Red, from a deep golden red to a dark coppery red, with small white markings typically on their feet, chest, tail tip and face.
Although he is the smallest of the retrievers in overall size, the Nova Scotia Duck Tolling Retriever (often called
"Toller" by his admirers) is certainly not "shorter" of natural talent. So keen is his desire to work that owners say that he bears a sad expression on his face until he can participate in a retrieving game or a real hunt, during which he is animated and exceptionally in tune to the task at hand. Tolling is a natural ability, and while it needs to be trained so that the dog can master certain idiosyncrasies of the style, it cannot be taught. It comes completely naturally to the Toller, who is described as a "retrieving fool." He loves his family and is completely devoted to them.
Like most retrievers, the Toller is extremely adaptable, and his compact size means that he can get along in the city and the country - as long as he is sufficiently exercised. He is an all-weather dog - he can do well in just about any climate, from hot and humid to cold and rainy.
Tollers can excel at just about anything you want to try, including obedience, agility, hunting and other competitive sports.
The Nova Scotia Duck Tolling Retriever must get enough exercise on a daily basis. He is an athletic and energetic dog who can animatedly retrieve in and out of the water for hours at a time. His favorite pastime, besides real-life tolling, is to play retrieving games in a pond, lake or even the ocean.

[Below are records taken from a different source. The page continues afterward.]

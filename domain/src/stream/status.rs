//! Stream lifecycle status

use serde::{Deserialize, Serialize};

/// Lifecycle of one generation stream.
///
/// `Starting -> Streaming -> {Completed | Cancelled | Error}`
#[derive(Debug, Clone, Copy, PartialEq, Eq, Hash, Serialize, Deserialize)]
#[serde(rename_all = "SCREAMING_SNAKE_CASE")]
pub enum StreamStatus {
    Starting,
    Streaming,
    Completed,
    Cancelled,
    Error,
}

impl StreamStatus {
    pub fn is_terminal(&self) -> bool {
        matches!(
            self,
            StreamStatus::Completed | StreamStatus::Cancelled | StreamStatus::Error
        )
    }

    /// Terminal states accept nothing; `Streaming` cannot go back to `Starting`.
    pub fn can_transition_to(&self, next: StreamStatus) -> bool {
        match self {
            StreamStatus::Starting => true,
            StreamStatus::Streaming => next != StreamStatus::Starting,
            _ => false,
        }
    }
}

impl std::fmt::Display for StreamStatus {
    fn fmt(&self, f: &mut std::fmt::Formatter<'_>) -> std::fmt::Result {
        let s = match self {
            StreamStatus::Starting => "STARTING",
            StreamStatus::Streaming => "STREAMING",
            StreamStatus::Completed => "COMPLETED",
            StreamStatus::Cancelled => "CANCELLED",
            StreamStatus::Error => "ERROR",
        };
        write!(f, "{}", s)
    }
}

#[cfg(test)]
mod tests {
    use super::*;

    #[test]
    fn test_no_transition_out_of_terminal() {
        for terminal in [
            StreamStatus::Completed,
            StreamStatus::Cancelled,
            StreamStatus::Error,
        ] {
            assert!(terminal.is_terminal());
            assert!(!terminal.can_transition_to(StreamStatus::Streaming));
            assert!(!terminal.can_transition_to(StreamStatus::Completed));
        }
    }

    #[test]
    fn test_forward_transitions() {
        assert!(StreamStatus::Starting.can_transition_to(StreamStatus::Streaming));
        assert!(StreamStatus::Starting.can_transition_to(StreamStatus::Error));
        assert!(StreamStatus::Streaming.can_transition_to(StreamStatus::Cancelled));
        assert!(!StreamStatus::Streaming.can_transition_to(StreamStatus::Starting));
    }
}
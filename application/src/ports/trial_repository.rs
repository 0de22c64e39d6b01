//! Trial persistence port
//!
//! Any store that satisfies this contract can back a
//! [`TrialStore`](crate::use_cases::trial_store::TrialStore).

use async_trait::async_trait;
use chrono::{DateTime, Utc};
use jury_domain::{Trial, TrialInteraction, TrialStatus};
use thiserror::Error;

/// Errors reported by persistence adapters
#[derive(Error, Debug, Clone, PartialEq, Eq)]
pub enum RepositoryError {
    #[error("Trial not found: {0}")]
    NotFound(String),

    #[error("Storage error: {0}")]
    Storage(String),

    #[error("Serialization error: {0}")]
    Serialization(String),
}

/// Durable storage for trials and their interactions.
#[async_trait]
pub trait TrialRepository: Send + Sync {
    /// Insert or replace the trial row. Interactions are saved separately.
    async fn save_trial(&self, trial: &Trial) -> Result<(), RepositoryError>;

    /// All trials with their interactions, newest first.
    async fn load_trials(&self) -> Result<Vec<Trial>, RepositoryError>;

    /// One trial with its interactions.
    async fn get_trial(&self, id: &str) -> Result<Option<Trial>, RepositoryError>;

    async fn save_interaction(&self, interaction: &TrialInteraction)
    -> Result<(), RepositoryError>;

    /// Interactions ordered by round, then timestamp, then insertion.
    async fn load_interactions(
        &self,
        trial_id: &str,
    ) -> Result<Vec<TrialInteraction>, RepositoryError>;

    async fn update_status(&self, trial_id: &str, status: TrialStatus)
    -> Result<(), RepositoryError>;

    /// Store the verdict and completion time; also sets status `COMPLETED`.
    async fn update_verdict(
        &self,
        trial_id: &str,
        verdict: &str,
        completed_at: DateTime<Utc>,
    ) -> Result<(), RepositoryError>;

    /// Mark the trial `FAILED` at `completed_at`.
    ///
    /// The default delegates to [`update_status`](Self::update_status);
    /// adapters that persist `completed_at` should override it.
    async fn mark_failed(
        &self,
        trial_id: &str,
        _completed_at: DateTime<Utc>,
    ) -> Result<(), RepositoryError> {
        self.update_status(trial_id, TrialStatus::Failed).await
    }
}
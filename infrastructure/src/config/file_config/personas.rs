//! Jury member configuration from TOML (`[[personas]]` tables)

use jury_domain::Persona;
use serde::{Deserialize, Serialize};

/// Raw persona entry from TOML
///
/// ```toml
/// [[personas]]
/// name = "The Skeptic"
/// description = "Doubts everything"
/// system_instruction = "You are a professional skeptic..."
/// ```
#[derive(Debug, Clone, Default, Serialize, Deserialize)]
#[serde(default)]
pub struct FilePersonaConfig {
    /// Stable id; derived from the name when omitted
    pub id: Option<String>,
    pub name: String,
    pub description: String,
    pub system_instruction: String,
}

impl FilePersonaConfig {
    pub fn to_persona(&self) -> Persona {
        let name = self.name.trim();
        let id = self
            .id
            .as_deref()
            .map(str::trim)
            .filter(|id| !id.is_empty())
            .map(str::to_string)
            .unwrap_or_else(|| slug(name));
        Persona::with_id(
            id,
            name,
            self.description.clone(),
            self.system_instruction.clone(),
        )
    }
}

/// Lowercase, alphanumerics kept, every other run collapsed to `-`.
fn slug(name: &str) -> String {
    let mut out = String::with_capacity(name.len());
    for c in name.chars() {
        if c.is_alphanumeric() {
            out.extend(c.to_lowercase());
        } else if !out.is_empty() && !out.ends_with('-') {
            out.push('-');
        }
    }
    out.trim_end_matches('-').to_string()
}

#[cfg(test)]
mod tests {
    use super::*;

    #[test]
    fn test_slug() {
        assert_eq!(slug("The VC"), "the-vc");
        assert_eq!(slug("  Dr. Strange!  "), "dr-strange");
        assert_eq!(slug("Épée"), "épée");
    }

    #[test]
    fn test_explicit_id_kept() {
        let config = FilePersonaConfig {
            id: Some("judge-1".to_string()),
            name: " Judge ".to_string(),
            ..Default::default()
        };
        let persona = config.to_persona();
        assert_eq!(persona.id, "judge-1");
        assert_eq!(persona.name, "Judge");
    }

    #[test]
    fn test_blank_id_falls_back_to_slug() {
        let config = FilePersonaConfig {
            id: Some("  ".to_string()),
            name: "The Mom".to_string(),
            ..Default::default()
        };
        assert_eq!(config.to_persona().id, "the-mom");
    }
}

NSDTRs are enthusiastic eaters who will usually devour whatever is fed to them. Because of this, it is important to monitor their food intake to prevent obesity. They need the highest-quality diet to ensure that they are getting the nutrition they require. Feeding twice a day is preferred.
The NSDTR is responsive and eager when engaged in his favorite pursuit - retrieving. With positive and motivational training methods, he is also a quick learner of basic household manners and other activities, like canine sports.
Tollers are gentle and get along well with children. They are usually standoffish with strangers but will warm up after proper "introductions." They are curious around other dogs and pets but can coexist peacefully with them.
The average life span of the Nova Scotia Duck Tolling Retriever is 13 to 16 years. Breed health problems may include Addison's disease; autoimmune thyroiditis; Collie eye anomaly (CEA); and progressive retinal atrophy (PRA).
He is an average shedder, but the Nova Scotia Duck Tolling Retriever has a dense undercoat that needs regular brushing with a bristle brush to keep it
tangle- and dirt-free. His is a waterproof coat, and he shouldn't be bathed often, as this depletes its natural oils. With his love of the water and hanging ears, they should be kept clean and dry to stave off infection.